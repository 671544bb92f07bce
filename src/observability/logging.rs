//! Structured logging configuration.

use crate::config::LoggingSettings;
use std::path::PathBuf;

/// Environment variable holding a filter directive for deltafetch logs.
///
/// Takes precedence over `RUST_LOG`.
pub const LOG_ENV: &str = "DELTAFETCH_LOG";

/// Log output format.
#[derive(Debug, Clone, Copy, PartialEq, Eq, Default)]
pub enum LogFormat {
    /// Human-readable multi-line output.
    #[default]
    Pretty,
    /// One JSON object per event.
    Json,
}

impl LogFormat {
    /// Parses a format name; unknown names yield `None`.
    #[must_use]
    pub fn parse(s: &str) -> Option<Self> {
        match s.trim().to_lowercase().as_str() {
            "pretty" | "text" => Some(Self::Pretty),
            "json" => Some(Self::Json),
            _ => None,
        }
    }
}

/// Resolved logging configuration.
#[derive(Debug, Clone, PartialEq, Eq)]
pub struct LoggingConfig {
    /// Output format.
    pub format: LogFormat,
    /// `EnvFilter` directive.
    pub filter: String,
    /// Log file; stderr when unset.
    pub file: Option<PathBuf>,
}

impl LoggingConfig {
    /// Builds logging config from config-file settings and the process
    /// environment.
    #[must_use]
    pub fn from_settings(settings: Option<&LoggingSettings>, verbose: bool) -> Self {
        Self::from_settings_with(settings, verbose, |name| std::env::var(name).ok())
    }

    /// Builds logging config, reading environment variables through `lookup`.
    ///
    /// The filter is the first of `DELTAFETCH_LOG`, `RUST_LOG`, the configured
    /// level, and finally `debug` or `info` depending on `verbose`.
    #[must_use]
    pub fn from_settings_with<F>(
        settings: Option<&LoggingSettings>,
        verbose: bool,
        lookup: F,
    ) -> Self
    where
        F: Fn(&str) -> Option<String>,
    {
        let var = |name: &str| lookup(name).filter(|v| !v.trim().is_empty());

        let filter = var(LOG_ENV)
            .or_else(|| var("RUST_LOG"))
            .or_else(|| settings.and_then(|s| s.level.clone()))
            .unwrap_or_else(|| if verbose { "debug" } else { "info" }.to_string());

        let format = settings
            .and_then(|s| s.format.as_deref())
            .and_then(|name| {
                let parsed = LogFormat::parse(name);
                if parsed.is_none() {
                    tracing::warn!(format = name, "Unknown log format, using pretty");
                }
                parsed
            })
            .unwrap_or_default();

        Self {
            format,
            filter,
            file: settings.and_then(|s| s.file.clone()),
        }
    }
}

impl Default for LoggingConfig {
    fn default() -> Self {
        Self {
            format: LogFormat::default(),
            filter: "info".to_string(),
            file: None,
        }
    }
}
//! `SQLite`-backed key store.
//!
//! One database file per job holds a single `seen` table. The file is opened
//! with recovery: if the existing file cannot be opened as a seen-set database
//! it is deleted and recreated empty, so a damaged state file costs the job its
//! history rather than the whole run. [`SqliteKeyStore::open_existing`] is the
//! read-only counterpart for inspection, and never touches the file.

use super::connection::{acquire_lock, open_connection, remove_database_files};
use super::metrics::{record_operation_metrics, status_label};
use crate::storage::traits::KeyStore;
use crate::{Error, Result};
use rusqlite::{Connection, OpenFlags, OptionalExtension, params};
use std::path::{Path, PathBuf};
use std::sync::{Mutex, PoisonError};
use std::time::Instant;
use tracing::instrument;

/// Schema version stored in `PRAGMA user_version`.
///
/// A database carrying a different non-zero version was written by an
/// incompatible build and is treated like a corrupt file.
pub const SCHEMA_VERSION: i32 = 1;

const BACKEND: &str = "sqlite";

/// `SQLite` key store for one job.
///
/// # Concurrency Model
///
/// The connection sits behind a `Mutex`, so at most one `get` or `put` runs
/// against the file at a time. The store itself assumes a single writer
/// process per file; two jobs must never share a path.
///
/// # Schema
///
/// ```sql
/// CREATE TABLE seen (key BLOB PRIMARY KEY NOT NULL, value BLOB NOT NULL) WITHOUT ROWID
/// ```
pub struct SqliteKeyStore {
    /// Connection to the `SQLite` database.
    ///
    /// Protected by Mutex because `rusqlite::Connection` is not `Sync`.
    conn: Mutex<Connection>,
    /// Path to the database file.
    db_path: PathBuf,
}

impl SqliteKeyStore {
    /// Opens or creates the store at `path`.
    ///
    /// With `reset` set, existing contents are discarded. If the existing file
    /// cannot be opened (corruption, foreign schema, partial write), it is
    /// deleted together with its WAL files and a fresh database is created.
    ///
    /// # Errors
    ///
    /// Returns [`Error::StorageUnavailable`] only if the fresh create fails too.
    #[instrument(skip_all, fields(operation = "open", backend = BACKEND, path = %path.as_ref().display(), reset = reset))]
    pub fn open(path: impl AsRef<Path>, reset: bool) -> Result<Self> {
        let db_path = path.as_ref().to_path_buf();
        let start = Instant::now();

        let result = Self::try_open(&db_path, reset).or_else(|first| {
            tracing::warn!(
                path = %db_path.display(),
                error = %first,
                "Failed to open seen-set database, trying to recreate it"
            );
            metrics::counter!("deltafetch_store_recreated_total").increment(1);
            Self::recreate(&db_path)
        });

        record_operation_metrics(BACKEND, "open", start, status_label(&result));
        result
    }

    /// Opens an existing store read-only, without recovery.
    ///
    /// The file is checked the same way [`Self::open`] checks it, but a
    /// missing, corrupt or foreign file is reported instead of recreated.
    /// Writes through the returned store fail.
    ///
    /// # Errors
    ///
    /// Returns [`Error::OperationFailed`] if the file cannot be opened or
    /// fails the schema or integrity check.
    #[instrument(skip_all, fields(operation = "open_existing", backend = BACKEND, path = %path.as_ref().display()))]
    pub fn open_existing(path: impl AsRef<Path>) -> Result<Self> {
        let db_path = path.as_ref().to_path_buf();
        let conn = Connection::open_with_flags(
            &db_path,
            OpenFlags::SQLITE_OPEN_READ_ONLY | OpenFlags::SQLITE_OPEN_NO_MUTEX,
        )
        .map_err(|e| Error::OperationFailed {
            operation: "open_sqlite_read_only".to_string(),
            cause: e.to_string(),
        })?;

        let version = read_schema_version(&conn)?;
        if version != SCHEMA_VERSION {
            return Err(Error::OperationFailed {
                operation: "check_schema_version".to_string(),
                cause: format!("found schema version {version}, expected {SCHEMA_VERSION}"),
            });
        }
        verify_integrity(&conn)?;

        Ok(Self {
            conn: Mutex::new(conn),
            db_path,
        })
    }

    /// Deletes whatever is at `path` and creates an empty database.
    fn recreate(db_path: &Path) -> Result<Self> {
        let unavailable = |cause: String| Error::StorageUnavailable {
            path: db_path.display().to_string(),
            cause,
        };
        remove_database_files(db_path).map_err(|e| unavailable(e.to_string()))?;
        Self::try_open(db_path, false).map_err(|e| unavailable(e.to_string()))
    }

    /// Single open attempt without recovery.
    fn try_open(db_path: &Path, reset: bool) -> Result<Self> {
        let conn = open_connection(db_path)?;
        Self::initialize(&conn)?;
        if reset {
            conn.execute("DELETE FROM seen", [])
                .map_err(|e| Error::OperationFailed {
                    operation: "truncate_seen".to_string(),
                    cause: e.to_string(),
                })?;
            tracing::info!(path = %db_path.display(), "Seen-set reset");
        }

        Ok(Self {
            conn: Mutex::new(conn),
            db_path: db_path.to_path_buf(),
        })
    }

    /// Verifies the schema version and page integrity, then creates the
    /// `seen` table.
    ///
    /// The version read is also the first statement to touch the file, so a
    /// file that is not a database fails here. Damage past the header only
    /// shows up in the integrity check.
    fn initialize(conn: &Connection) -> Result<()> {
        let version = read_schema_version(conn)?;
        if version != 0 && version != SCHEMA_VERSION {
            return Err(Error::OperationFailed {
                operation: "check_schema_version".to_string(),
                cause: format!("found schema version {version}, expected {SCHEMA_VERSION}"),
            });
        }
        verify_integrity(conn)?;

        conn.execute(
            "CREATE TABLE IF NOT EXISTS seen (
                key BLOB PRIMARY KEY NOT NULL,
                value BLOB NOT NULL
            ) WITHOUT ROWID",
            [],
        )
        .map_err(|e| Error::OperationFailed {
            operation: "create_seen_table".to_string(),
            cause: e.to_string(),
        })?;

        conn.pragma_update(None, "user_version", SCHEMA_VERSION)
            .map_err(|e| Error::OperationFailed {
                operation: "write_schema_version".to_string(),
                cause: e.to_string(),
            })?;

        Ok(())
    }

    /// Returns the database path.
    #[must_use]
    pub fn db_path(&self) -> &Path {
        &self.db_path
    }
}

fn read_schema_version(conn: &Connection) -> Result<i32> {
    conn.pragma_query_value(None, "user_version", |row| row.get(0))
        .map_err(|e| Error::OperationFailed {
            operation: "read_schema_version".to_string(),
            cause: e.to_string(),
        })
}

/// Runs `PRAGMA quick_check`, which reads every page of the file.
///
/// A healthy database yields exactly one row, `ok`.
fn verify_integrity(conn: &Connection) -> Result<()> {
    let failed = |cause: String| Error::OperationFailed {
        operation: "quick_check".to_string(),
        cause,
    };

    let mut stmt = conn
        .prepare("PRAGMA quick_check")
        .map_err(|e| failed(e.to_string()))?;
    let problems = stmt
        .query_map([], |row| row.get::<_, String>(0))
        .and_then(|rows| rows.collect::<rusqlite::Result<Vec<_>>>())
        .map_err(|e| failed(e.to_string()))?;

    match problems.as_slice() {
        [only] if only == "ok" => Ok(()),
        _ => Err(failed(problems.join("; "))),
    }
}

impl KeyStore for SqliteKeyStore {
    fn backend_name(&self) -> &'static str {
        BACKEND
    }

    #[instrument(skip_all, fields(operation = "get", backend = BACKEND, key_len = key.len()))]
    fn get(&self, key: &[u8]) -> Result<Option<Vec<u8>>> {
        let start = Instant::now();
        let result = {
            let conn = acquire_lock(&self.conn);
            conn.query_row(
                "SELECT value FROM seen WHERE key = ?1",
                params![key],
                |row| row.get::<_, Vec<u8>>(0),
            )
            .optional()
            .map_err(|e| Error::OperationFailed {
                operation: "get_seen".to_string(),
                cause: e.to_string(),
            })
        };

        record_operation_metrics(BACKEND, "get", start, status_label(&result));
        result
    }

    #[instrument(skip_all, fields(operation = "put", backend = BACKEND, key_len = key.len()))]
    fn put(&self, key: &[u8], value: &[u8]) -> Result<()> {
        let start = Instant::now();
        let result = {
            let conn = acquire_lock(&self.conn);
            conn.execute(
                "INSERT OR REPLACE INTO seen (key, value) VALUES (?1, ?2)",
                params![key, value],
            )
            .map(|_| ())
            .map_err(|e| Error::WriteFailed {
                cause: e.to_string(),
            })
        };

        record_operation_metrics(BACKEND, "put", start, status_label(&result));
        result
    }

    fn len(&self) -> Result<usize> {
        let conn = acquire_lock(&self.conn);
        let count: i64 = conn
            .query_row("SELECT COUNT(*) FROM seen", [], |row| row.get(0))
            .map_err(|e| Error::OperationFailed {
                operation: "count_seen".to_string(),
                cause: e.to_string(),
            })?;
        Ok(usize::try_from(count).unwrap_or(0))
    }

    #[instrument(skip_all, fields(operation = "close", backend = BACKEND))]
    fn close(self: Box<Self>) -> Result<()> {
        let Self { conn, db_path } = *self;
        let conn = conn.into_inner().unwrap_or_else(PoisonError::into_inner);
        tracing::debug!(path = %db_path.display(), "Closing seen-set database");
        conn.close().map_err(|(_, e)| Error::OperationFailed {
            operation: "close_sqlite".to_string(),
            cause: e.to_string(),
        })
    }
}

------------------------------------

* Action item
What you retype should run from the first line of the entries above through the line containing "Takes precedence over", exactly and in full.

* Solved exercise
repository 671544bb92f07bce
filename src/observability/logging.rs
//! Structured logging configuration.

use crate::config::LoggingSettings;
use std::path::PathBuf;

/// Environment variable holding a filter directive for deltafetch logs.
///
/// Takes precedence over `RUST_LOG`.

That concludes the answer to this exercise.